The LBS I work at sells Giant. Your Giant dealer should be able to get a replacement headset without any problem. While you're at it, order an extra rear derailleur dropout for each bike. That way if you bend one, you won't have to wait for one to be ordered and shipped. I ordered 2 for my NRS-1 as well as an extra headset.



YetiArc1 said:


> Looks good, but the 2004 with clear coat paint is sweet!! Is that a X-large?? I have a hybrid TCR as well as my 04 TCR 0. Watch out though....my hybrid fork has a lot of play in it!! Guess the ahead system isn't all it's set out to be.


----------



## Hereford Flyer (Aug 12, 2002)

*How to service TCR Composite headset*



FTF said:


> Also, isn't there a way to replace the internal headset, when I first got mine it came with a little diagram of how it worked, and it looked as if it was serviceable. Oh well, just enjoy it while it lasts, like everything in life


You can service the headset quite easily. Have done it a few times on my own TCR composite frame. I suppose the only servicable part are the two bearing units everything else just needs cleaning/wiping. Once you have stripped the headset just do the following:-

1. With a very small flat ended screwdriver gently prise off the two soft bearing seals on each bearing unit (they come off very easily with no damage). You then have access to the captive ball bearings. 
2. Next flush them out with WD40 or some other solvent. Then let them dry off. Pump in some fresh grease from both sides, giving them a spin to work in the grease. 
3. Put the seals back in place give them a few more spins and clean up any excess grease. 
4. Then re-assemble the headset. 

Logically the bottom bearing gets the most dirt, especially in wet conditions so keep any eye on it.


----------



## RemingtonShowdown (Feb 4, 2004)

NOT WD40!!! I haven't been inside the headset bearings yet but if they are like rollerblade bearings they have a plastic retainer. WD40 will eat that plastic (it's a napthalene base.) Use TriFlow, it's a teflon/silicone based lube that is safe on plastic. Flush out the bearing, pack it with your favorite grase and go.


----------



## Bananaman (Nov 20, 2002)

*TCR1 Headset Noise*



Tig said:


> The LBS I work at sells Giant. Your Giant dealer should be able to get a replacement headset without any problem. While you're at it, order an extra rear derailleur dropout for each bike. That way if you bend one, you won't have to wait for one to be ordered and shipped. I ordered 2 for my NRS-1 as well as an extra headset.

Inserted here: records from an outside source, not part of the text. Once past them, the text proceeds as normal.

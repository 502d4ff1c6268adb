use chrono::{DateTime, Utc};
use serde::{Deserialize, Serialize};
use uuid::Uuid;

/// 跟踪记录状态。触发时写入 Pending，终态由执行端写入
#[derive(Debug, Clone, Copy, PartialEq, Eq, Serialize, Deserialize)]
#[serde(rename_all = "lowercase")]
pub enum TrackingStatus {
    Pending,
    Completed,
    Failed,
}

impl TrackingStatus {
    pub fn as_str(&self) -> &'static str {
        match self {
            TrackingStatus::Pending => "pending",
            TrackingStatus::Completed => "completed",
            TrackingStatus::Failed => "failed",
        }
    }
}

impl std::str::FromStr for TrackingStatus {
    type Err = String;

    fn from_str(s: &str) -> Result<Self, Self::Err> {
        match s {
            "pending" => Ok(TrackingStatus::Pending),
            "completed" => Ok(TrackingStatus::Completed),
            "failed" => Ok(TrackingStatus::Failed),
            other => Err(format!("未知的跟踪状态: {other}")),
        }
    }
}

/// 每次触发写入的跟踪记录，按 trackingId 唯一
#[derive(Debug, Clone, PartialEq, Serialize, Deserialize)]
#[serde(rename_all = "camelCase")]
pub struct TrackingEntry {
    pub tracking_id: String,
    pub task_id: String,
    pub task_name: String,
    pub triggered_at: DateTime<Utc>,
    pub status: TrackingStatus,
}

impl TrackingEntry {
    /// 新建一条 pending 记录，并生成新的 trackingId
    pub fn pending(task_id: &str, task_name: &str) -> Self {
        Self {
            tracking_id: Uuid::new_v4().simple().to_string(),
            task_id: task_id.to_string(),
            task_name: task_name.to_string(),
            triggered_at: Utc::now(),
            status: TrackingStatus::Pending,
        }
    }
}

#[cfg(test)]
mod tests {
    use super::*;

    #[test]
    fn test_pending_entries_get_fresh_ids() {
        let a = TrackingEntry::pending("t1", "nightly");
        let b = TrackingEntry::pending("t1", "nightly");
        assert_ne!(a.tracking_id, b.tracking_id);
        assert_eq!(a.status, TrackingStatus::Pending);
        assert_eq!(serde_json::to_value(a.status).unwrap(), "pending");
    }

    #[test]
    fn test_status_parse() {
        assert_eq!("failed".parse::<TrackingStatus>().unwrap(), TrackingStatus::Failed);
        assert!("unknown".parse::<TrackingStatus>().is_err());
    }
}
pub mod postgres_schedule_repository;
pub mod postgres_tracking_repository;

pub use postgres_schedule_repository::PostgresScheduleRepository;
pub use postgres_tracking_repository::PostgresTrackingRepository;
use anyhow::{Context, Result};
use config::{Config as ConfigBuilder, Environment, File, FileFormat};
use serde::{Deserialize, Serialize};
use std::path::Path;

use super::{
    database::DatabaseConfig,
    dispatcher_worker::{CallbackConfig, StoreConfig},
    message_queue::MessageQueueConfig,
    observability::ObservabilityConfig,
};

/// System configuration
#[derive(Debug, Clone, Default, Serialize, Deserialize)]
#[serde(default)]
pub struct AppConfig {
    pub database: DatabaseConfig,
    pub store: StoreConfig,
    pub message_queue: MessageQueueConfig,
    pub callback: CallbackConfig,
    pub observability: ObservabilityConfig,
}

impl AppConfig {
    /// Load configuration from config file and environment variables
    ///
    /// Load order:
    /// 1. Built-in defaults
    /// 2. Config file (TOML format)
    /// 3. Environment variable overrides (prefix: SCHEDULER_, nesting: `__`)
    ///
    /// # Arguments
    ///
    /// * `config_path` - Config file path, if None use default paths
    pub fn load(config_path: Option<&str>) -> Result<Self> {
        let mut builder = ConfigBuilder::builder();

        if let Some(path) = config_path {
            if Path::new(path).exists() {
                builder = builder.add_source(File::new(path, FileFormat::Toml));
            } else {
                return Err(anyhow::anyhow!("配置文件不存在: {}", path));
            }
        } else {
            let default_paths = [
                "config/scheduler.toml",
                "scheduler.toml",
                "/etc/scheduler/config.toml",
            ];

            if let Some(path) = default_paths.iter().find(|p| Path::new(p).exists()) {
                builder = builder.add_source(File::new(path, FileFormat::Toml));
            }
        }

        // e.g. SCHEDULER_MESSAGE_QUEUE__URL, SCHEDULER_CALLBACK__MASTER_TOKEN
        builder = builder.add_source(
            Environment::with_prefix("SCHEDULER")
                .prefix_separator("_")
                .separator("__")
                .try_parsing(true),
        );

        let config: AppConfig = builder
            .build()
            .context("构建配置失败")?
            .try_deserialize()
            .context("反序列化配置失败")?;

        config.validate()?;

        Ok(config)
    }

    /// Load configuration from TOML string
    pub fn from_toml(toml_str: &str) -> Result<Self> {
        let config: AppConfig = toml::from_str(toml_str).context("解析TOML配置失败")?;

        config.validate()?;
        Ok(config)
    }

    /// Serialize configuration to TOML string
    pub fn to_toml(&self) -> Result<String> {
        toml::to_string_pretty(self).context("序列化配置为TOML失败")
    }

    /// Validate configuration effectiveness
    pub fn validate(&self) -> Result<()> {
        self.database.validate().context("数据库配置验证失败")?;
        self.store.validate().context("任务存储配置验证失败")?;
        self.message_queue
            .validate()
            .context("消息队列配置验证失败")?;
        self.callback.validate().context("回调配置验证失败")?;
        self.observability
            .validate()
            .context("可观测性配置验证失败")?;

        Ok(())
    }
}
//! 定时任务存储与触发分发
//!
//! - [`job_store::RecurringJobStore`]: 持久化的周期调度，负责启动恢复、轮询、加锁和执行
//! - [`fire_handler::TaskFireHandler`]: 调度到期时写跟踪记录并发布分发消息
//! - [`cron_utils::CronScheduler`]: CRON 表达式解析和时区计算

pub mod cron_utils;
pub mod fire_handler;
pub mod job_store;

pub use cron_utils::CronScheduler;
pub use fire_handler::{DispatchOutcome, TaskFireHandler};
pub use job_store::RecurringJobStore;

Tig, I'd like to ask for some advice if I may. I have a Giant TCR1 composite. When I lean heavily on my bars and rock from side to side (stationary or moving) there is a noticeable knocking/clicking noise which seems to be coming from the headset. I used to have this problem before which was cured after tightening my front Ksyrium wheel bearings. Lately it isnt that and appears to be coming from the headset. Any ideas?


----------



## Tig (Feb 9, 2004)

*Giants need more grease*

Try removing one handlebar clamp bolt at a time and putting a thin layer of grease on the threads. You may have to do the same for the steerer clamp bolts as well. If you feel comfortable with removing the fork, add some grease to the headset bearings. Even sealed bearings could use a little grease on their outer surfaces to eliminate noises. Also, put a very thin layer of grease on each side of the fork's dropouts. This alone has cured many front end noise problems I've encountered. 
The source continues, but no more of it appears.